* Task item: Only the number is wanted: how many lines of these entries contain the word "retries"?

(Dataset entries)
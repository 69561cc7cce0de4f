//! Step list built once on first poll.

use crate::{
    Action, ActionOptions, ActionPriority, Poll, Progress,
    step_list::{Advance, BoxedStep, StepList, give_up},
};

/// Runs a fixed list of steps built from the first snapshot it sees.
pub struct StaticAction<D, F> {
    name: String,
    builder: Option<F>,
    steps: StepList<D>,
    options: ActionOptions,
    finished: bool,
}

impl<D, F> StaticAction<D, F>
where
    F: FnOnce(&D) -> Vec<BoxedStep<D>> + Send,
{
    pub fn new(name: impl Into<String>, builder: F) -> Self {
        Self {
            name: name.into(),
            builder: Some(builder),
            steps: StepList::default(),
            options: ActionOptions::default(),
            finished: false,
        }
    }

    pub fn with_options(mut self, options: ActionOptions) -> Self {
        self.options = options;
        self
    }

    /// Failed step runs counted so far.
    pub fn retries(&self) -> u32 {
        self.steps.retries()
    }
}

impl<D, F> Action<D> for StaticAction<D, F>
where
    F: FnOnce(&D) -> Vec<BoxedStep<D>> + Send,
{
    fn name(&self) -> &str {
        &self.name
    }

    fn next_step(&mut self, data: &D) -> Poll {
        if self.finished {
            return Ok(Progress::Completed);
        }

        if let Some(build) = self.builder.take() {
            self.steps.replace(build(data));
        }

        match self.steps.advance(data, &self.options) {
            Advance::Running => Ok(Progress::Running),
            Advance::Exhausted => {
                self.finished = true;
                Ok(Progress::Completed)
            }
            Advance::GaveUp(failure) => {
                let (poll, finished) = give_up(failure, &self.options);
                self.finished = finished;
                poll
            }
        }
    }

    fn skip(&mut self) {
        self.finished = true;
    }

    fn priority(&self) -> ActionPriority {
        self.options.priority
    }
}
//! Task identity.
//!
//! Each bot routine runs inside a [`TaskId::scope`]; context lookups inside
//! that routine resolve against the scoped id without passing it around.

use std::{
    fmt,
    future::Future,
    sync::atomic::{AtomicU64, Ordering},
};

use crate::error::{Result, RuntimeError};

tokio::task_local! {
    static CURRENT_TASK: TaskId;
}

static NEXT_TASK_ID: AtomicU64 = AtomicU64::new(1);

/// Identity of one routine, used as the context registry key.
#[derive(Debug, Clone, Copy, PartialEq, Eq, PartialOrd, Ord, Hash)]
pub struct TaskId(u64);

impl TaskId {
    /// Allocates a process-unique id.
    pub fn next() -> Self {
        Self(NEXT_TASK_ID.fetch_add(1, Ordering::Relaxed))
    }

    /// Id of the enclosing scope.
    pub fn current() -> Result<Self> {
        CURRENT_TASK
            .try_with(|task| *task)
            .map_err(|_| RuntimeError::NoTaskIdentity)
    }

    /// Runs `future` with `self` as the current task id.
    pub async fn scope<F: Future>(self, future: F) -> F::Output {
        CURRENT_TASK.scope(self, future).await
    }

    /// Synchronous variant of [`TaskId::scope`].
    pub fn sync_scope<R>(self, f: impl FnOnce() -> R) -> R {
        CURRENT_TASK.sync_scope(self, f)
    }
}

impl fmt::Display for TaskId {
    fn fmt(&self, f: &mut fmt::Formatter<'_>) -> fmt::Result {
        write!(f, "task#{}", self.0)
    }
}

* Response area: 2